Домашняя жизнь дворянина XVIII века складывалась как сложное переплетение обычаев, утвержденных народной традицией, религиозных обрядов, философского вольнодумства, западничества, то поверхностного, то трагически влиявшего на разрыв с окружающей действительностью. Этот беспорядок, приобретавший характер идейного и бытового хаоса, имел и положительную сторону. В значительной мере здесь проявлялась молодость культуры, еще не исчерпавшей своих возможностей.
Русский дендизм

Слово «денди» (и производное от него — «дендизм») с трудом переводится на русский язык.
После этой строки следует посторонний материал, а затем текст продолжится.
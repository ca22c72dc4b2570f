//! # Memory Management Primitives
//!
//! Allocation flags, addressing modes, VA ranges and the page/cache-line
//! constants the growth logic rounds to.

use crate::types::*;

// =============================================================================
// CONSTANTS
// =============================================================================

/// Memory constants shared by allocators and streams
#[derive(Debug, Clone, Copy)]
pub struct MemoryConstants;

impl MemoryConstants {
    /// Page size; every stream and heap backing is a whole number of pages
    pub const PAGE_SIZE: u64 = 4096;
    /// CPU cache line
    pub const CACHE_LINE_SIZE: u64 = 64;
    /// Minimum alignment of a wrapped host pointer
    pub const HOST_PTR_ALIGNMENT: u64 = 4;
}

/// Round `value` up to `alignment` (a power of two)
#[inline]
pub const fn align_up(value: u64, alignment: u64) -> u64 {
    let mask = alignment - 1;
    (value + mask) & !mask
}

/// [`align_up`] that returns `None` instead of overflowing
#[inline]
pub const fn checked_align_up(value: u64, alignment: u64) -> Option<u64> {
    let mask = alignment - 1;
    match value.checked_add(mask) {
        Some(sum) => Some(sum & !mask),
        None => None,
    }
}

// =============================================================================
// ALLOCATION FLAGS
// =============================================================================

bitflags::bitflags! {
    /// Flags for device memory allocation
    #[derive(Debug, Clone, Copy, PartialEq, Eq, Hash)]
    pub struct AllocFlags: u32 {
        /// Map uncached on the CPU side
        const UNCACHEABLE = 1 << 0;
        /// Pin pages at creation (no lazy population)
        const FORCE_PIN = 1 << 1;
        /// Memory is caller-owned host memory wrapped for device access
        const HOST_PTR = 1 << 2;
        /// Zero the memory before handing it out
        const ZEROED = 1 << 3;
    }
}

impl Default for AllocFlags {
    fn default() -> Self {
        AllocFlags::ZEROED
    }
}

// =============================================================================
// ADDRESSING MODE
// =============================================================================

/// Which GPU virtual range an allocation must live in
#[derive(Debug, Clone, Copy, PartialEq, Eq, Hash, Default)]
pub enum AddressingMode {
    /// Anywhere in the full virtual range
    #[default]
    Full,
    /// Inside the 32-bit internal heap window (base-relative addressing)
    Internal32,
}

// =============================================================================
// VIRTUAL ADDRESS RANGE
// =============================================================================

/// A range in GPU virtual address space
#[derive(Debug, Clone, Copy, PartialEq, Eq)]
pub struct VaRange {
    /// Start address
    pub start: GpuAddr,
    /// End address (exclusive)
    pub end: GpuAddr,
}

impl VaRange {
    /// Create a new VA range
    pub const fn new(start: GpuAddr, size: ByteSize) -> Self {
        Self {
            start,
            end: GpuAddr::new(start.raw() + size.as_bytes()),
        }
    }

    /// Get range size
    pub fn size(&self) -> ByteSize {
        ByteSize::from_bytes(self.end - self.start)
    }

    /// Check if address is in range
    pub fn contains(&self, addr: GpuAddr) -> bool {
        addr >= self.start && addr < self.end
    }

    /// Check if ranges overlap
    pub fn overlaps(&self, other: &VaRange) -> bool {
        self.start < other.end && other.start < self.end
    }
}

/// Standard GPU virtual address regions
pub mod regions {
    use super::*;

    /// 32-bit internal heap window (heaps addressed relative to its base)
    pub const INTERNAL_HEAP: VaRange = VaRange {
        start: GpuAddr::new(0x1_0000_0000),
        end: GpuAddr::new(0x2_0000_0000),
    };

    /// General purpose allocations (above the internal window)
    pub const FULL: VaRange = VaRange {
        start: GpuAddr::new(0x10_0000_0000),
        end: GpuAddr::new(0x8000_0000_0000),
    };
}

#[cfg(test)]
mod tests {
    use super::*;

    #[test]
    fn test_align_up() {
        assert_eq!(align_up(1, MemoryConstants::PAGE_SIZE), 4096);
        assert_eq!(align_up(4096, MemoryConstants::PAGE_SIZE), 4096);
        assert_eq!(align_up(65, MemoryConstants::CACHE_LINE_SIZE), 128);
    }

    #[test]
    fn test_checked_align_up_overflow() {
        let page = MemoryConstants::PAGE_SIZE;
        assert_eq!(checked_align_up(4097, page), Some(8192));
        assert_eq!(checked_align_up(u64::MAX - page + 1, page), Some(u64::MAX - page + 1));
        assert_eq!(checked_align_up(u64::MAX - 1, page), None);
    }

    #[test]
    fn test_regions_disjoint() {
        assert!(!regions::INTERNAL_HEAP.overlaps(&regions::FULL));
        assert_eq!(regions::INTERNAL_HEAP.size(), ByteSize::GIB_4);
        assert!(regions::FULL.contains(GpuAddr::new(0x10_0000_1000)));
    }
}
Вернее, слово это не только передается несколькими, по смыслу противоположными, русскими словами, но и определяет, по крайней мере в русской традиции, весьма различные общественные явления.
Зародившись в Англии, дендизм включал в себя национальное противопоставление французским модам, вызывавшим в конце XVIII века бурное возмущение английских патриотов. Н. Карамзин в «Письмах русского путешественника» описывал, как во время его (и его русских приятелей) прогулок по Лондону толпа мальчишек забросала грязью человека, одетого по французской моде. В противоположность французской «утонченности» одежды, английская мода канонизировала фрак, до этого бывший лишь одеждой для верховой езды. «Грубый» и спортивный, он воспринимался как национально английский. Французская предреволюционная мода культивировала изящество и изысканность, — английская допускала экстравагантность и в качестве высшей ценности выдвигала оригинальность [117] Здесь речь идет об английской мужской моде: французские женские и мужские моды строились как взаимно соответственные — в Англии каждая из них развивалась по собственным законам.
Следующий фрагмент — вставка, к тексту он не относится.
//! # Submission Backends
//!
//! The hardware hand-off seam, and a software backend that completes work
//! on the host.

use alloc::sync::Arc;
use alloc::vec::Vec;
use core::fmt;

use ember_core::{EngineType, Error, GpuAddr, Result, TaskCount};
use ember_mem::{Allocation, CompletionTag};

use crate::batch::BatchBuffer;

/// Hardware submission primitive
///
/// Accepts a finished batch plus the allocations that must be resident for
/// it. A failed hand-off must leave device state untouched.
pub trait SubmissionBackend: fmt::Debug {
    /// Hand `batch` to the hardware
    fn submit(&mut self, batch: &BatchBuffer, residency: &[Arc<Allocation>]) -> Result<()>;

    /// Learn where the device must write retired submission numbers
    fn set_tag(&mut self, tag: &CompletionTag) {
        let _ = tag;
    }

    /// Make host writes to `allocation` visible to the device
    fn make_coherent(&mut self, allocation: &Allocation) {
        let _ = allocation;
    }
}

// =============================================================================
// SOFTWARE BACKEND
// =============================================================================

/// One accepted submission
#[derive(Debug, Clone, Copy, PartialEq, Eq)]
pub struct SubmissionRecord {
    /// Submission number
    pub task_count: TaskCount,
    /// Engine
    pub engine: EngineType,
    /// Address of the first command
    pub gpu_start: GpuAddr,
    /// Command bytes
    pub len: usize,
    /// Command buffers the batch spans
    pub segments: usize,
    /// Allocations in the residency list
    pub residency_count: usize,
}

/// Backend that "executes" each batch by writing its number to the tag
#[derive(Debug)]
pub struct SoftwareBackend {
    tag: Option<CompletionTag>,
    auto_complete: bool,
    fail_next: bool,
    log: Vec<SubmissionRecord>,
    coherency_requests: usize,
}

impl SoftwareBackend {
    /// Backend that retires every batch on submission
    pub fn new() -> Self {
        Self {
            tag: None,
            auto_complete: true,
            fail_next: false,
            log: Vec::new(),
            coherency_requests: 0,
        }
    }

    /// Backend that accepts batches but leaves the tag alone
    pub fn deferred() -> Self {
        Self {
            auto_complete: false,
            ..Self::new()
        }
    }

    /// Reject the next submission
    pub fn fail_next_submission(&mut self) {
        self.fail_next = true;
    }

    /// Accepted submissions in order
    pub fn submissions(&self) -> &[SubmissionRecord] {
        &self.log
    }

    /// Number of `make_coherent` calls seen
    pub fn coherency_requests(&self) -> usize {
        self.coherency_requests
    }
}

impl Default for SoftwareBackend {
    fn default() -> Self {
        Self::new()
    }
}

impl SubmissionBackend for SoftwareBackend {
    fn submit(&mut self, batch: &BatchBuffer, residency: &[Arc<Allocation>]) -> Result<()> {
        if core::mem::take(&mut self.fail_next) {
            return Err(Error::SubmissionFailed);
        }

        self.log.push(SubmissionRecord {
            task_count: batch.task_count,
            engine: batch.engine,
            gpu_start: batch.gpu_start(),
            len: batch.len(),
            segments: 1 + batch.chain.len(),
            residency_count: residency.len(),
        });

        if self.auto_complete {
            if let Some(tag) = &self.tag {
                tag.signal(batch.task_count);
            }
        }
        Ok(())
    }

    fn set_tag(&mut self, tag: &CompletionTag) {
        self.tag = Some(tag.clone());
    }

    fn make_coherent(&mut self, _allocation: &Allocation) {
        self.coherency_requests += 1;
    }
}

#[cfg(test)]
mod tests {
    use super::*;
    use ember_core::ByteSize;
    use ember_mem::{AllocationKind, MemoryManager};

    #[test]
    fn test_software_backend_signals_tag() {
        let manager = MemoryManager::with_host_memory();
        let tag = CompletionTag::new(
            manager
                .allocate(ByteSize::KIB_4, 0, AllocationKind::TagBuffer)
                .unwrap(),
        )
        .unwrap();
        let cs = manager
            .allocate(ByteSize::KIB_4, 0, AllocationKind::LinearStream)
            .unwrap();

        let mut backend = SoftwareBackend::new();
        backend.set_tag(&tag);
        let mut batch = BatchBuffer::new(cs, 0, 32, EngineType::Render);
        batch.task_count = 4;
        backend.submit(&batch, &[]).unwrap();
        assert_eq!(tag.value(), 4);
        assert_eq!(backend.submissions()[0].len, 32);

        backend.fail_next_submission();
        batch.task_count = 5;
        assert_eq!(backend.submit(&batch, &[]), Err(Error::SubmissionFailed));
        assert_eq!(tag.value(), 4);
        assert_eq!(backend.submissions().len(), 1);
    }
}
. Таким образом, дендизм был окрашен в тона национальной специфики и в этом смысле, с одной стороны, смыкался с романтизмом, а с другой — примыкал к антифранцузским патриотическим настроениям, охватившим Европу в первые десятилетия XIX века.
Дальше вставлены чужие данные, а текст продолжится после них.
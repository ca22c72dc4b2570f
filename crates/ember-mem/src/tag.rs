//! # Completion Tag
//!
//! The device-visible word the hardware bumps as submissions retire, bound to
//! the allocation that backs it.

use alloc::sync::Arc;
use core::fmt;

use ember_core::sync::TagWord;
use ember_core::{Error, GpuAddr, Result, TaskCount};

use crate::allocation::Allocation;

struct TagInner {
    word: TagWord,
    allocation: Arc<Allocation>,
}

/// Shared handle to a completion tag
///
/// Clones observe the same word. The backing allocation stays alive as long
/// as any clone does.
#[derive(Clone)]
pub struct CompletionTag {
    inner: Arc<TagInner>,
}

impl CompletionTag {
    /// Bind a tag to `allocation`
    ///
    /// The allocation must be CPU-visible, at least 4 bytes, and 4-byte
    /// aligned.
    pub fn new(allocation: Arc<Allocation>) -> Result<Self> {
        let ptr = allocation.cpu_ptr().ok_or(Error::InvalidParameter)?;
        if allocation.size().as_bytes() < core::mem::size_of::<TaskCount>() as u64 {
            return Err(Error::InvalidParameter);
        }
        if ptr.as_ptr() as usize % core::mem::align_of::<TaskCount>() != 0 {
            return Err(Error::MisalignedAddress);
        }

        // SAFETY: checked above that the mapping covers an aligned u32; the
        // allocation is kept alive next to the view
        let word = unsafe { TagWord::new(allocation.gpu_addr(), ptr) };
        Ok(Self {
            inner: Arc::new(TagInner { word, allocation }),
        })
    }

    /// Current tag value
    #[inline]
    pub fn value(&self) -> TaskCount {
        self.inner.word.value()
    }

    /// Whether submission `task_count` has retired
    #[inline]
    pub fn is_retired(&self, task_count: TaskCount) -> bool {
        self.inner.word.is_retired(task_count)
    }

    /// Write the tag from the host
    #[inline]
    pub fn signal(&self, value: TaskCount) {
        self.inner.word.signal(value);
    }

    /// Host view of the word
    #[inline]
    pub fn word(&self) -> &TagWord {
        &self.inner.word
    }

    /// GPU address the device writes to
    #[inline]
    pub fn gpu_addr(&self) -> GpuAddr {
        self.inner.word.gpu_addr()
    }

    /// Allocation backing the tag
    #[inline]
    pub fn allocation(&self) -> &Arc<Allocation> {
        &self.inner.allocation
    }
}

impl fmt::Debug for CompletionTag {
    fn fmt(&self, f: &mut fmt::Formatter<'_>) -> fmt::Result {
        f.debug_struct("CompletionTag")
            .field("gpu_addr", &self.gpu_addr())
            .field("value", &self.value())
            .finish()
    }
}

static_assertions::assert_impl_all!(CompletionTag: Send, Sync);

#[cfg(test)]
mod tests {
    use super::*;
    use crate::allocation::AllocationKind;
    use crate::manager::MemoryManager;
    use ember_core::{ByteSize, INITIAL_HARDWARE_TAG};

    #[test]
    fn test_tag_starts_zeroed() {
        let manager = MemoryManager::with_host_memory();
        let allocation = manager
            .allocate(ByteSize::KIB_4, 0, AllocationKind::TagBuffer)
            .unwrap();
        let tag = CompletionTag::new(allocation).unwrap();
        assert_eq!(tag.value(), INITIAL_HARDWARE_TAG);
        assert!(!tag.is_retired(1));
    }

    #[test]
    fn test_clones_share_word() {
        let manager = MemoryManager::with_host_memory();
        let allocation = manager
            .allocate(ByteSize::KIB_4, 0, AllocationKind::TagBuffer)
            .unwrap();
        let tag = CompletionTag::new(allocation).unwrap();
        let other = tag.clone();
        tag.signal(9);
        assert_eq!(other.value(), 9);
        assert!(other.is_retired(9));
        assert_eq!(other.gpu_addr(), tag.allocation().gpu_addr());
    }
}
С этой точки зрения, дендизм приобретал окраску романтического бунтарства. Он был ориентирован на экстравагантность поведения, оскорбляющего светское общество, и на романтический культ индивидуализма. Оскорбительная для света манера держаться, «неприличная» развязность жестов, демонстративный шокинг — все формы разрушения светских запретов воспринимались как поэтические. Такой стиль жизни был свойствен Байрону.
На противоположном полюсе находилась та интерпретация дендизма, которую развивал самый прославленный денди эпохи — Джордж Бреммель. Здесь индивидуалистическое презрение к общественным нормам выливалось в иные формы. Байрон противопоставлял изнеженному свету энергию и героическую грубость романтика, Бреммель — грубому мещанству «светской толпы» изнеженную утонченность индивидуалиста [118] Противопоставление этих двух видов бунта Оскар Уайльд позже положил в основу сюжета «Портрета Дориана Грея».
. Этот второй тип поведения Бульвер-Литтон позже приписал герою романа «Пелэм, или Приключения джентльмена» (1828), — произведения, вызвавшего восхищение Пушкина и повлиявшего на его некоторые литературные замыслы и даже, в какие-то мгновения, на его бытовое поведение.
Герой романа Бульвера-Литтона, соединяющий великосветскую моду, нарочитую наглость и цинизм, не был абсолютно новой фигурой для русского читателя. Это сочетание Карамзин отразил в повести «Моя исповедь» (1803). Типично английский герой Бульвера-Литтона и его русский предшественник воспринимались читателями в России как явления одного ряда. Герой Бульвера-Литтона, денди и нарушитель порядка, следуя принятому плану, культивирует «модную слабость», как герой Байрона — силу.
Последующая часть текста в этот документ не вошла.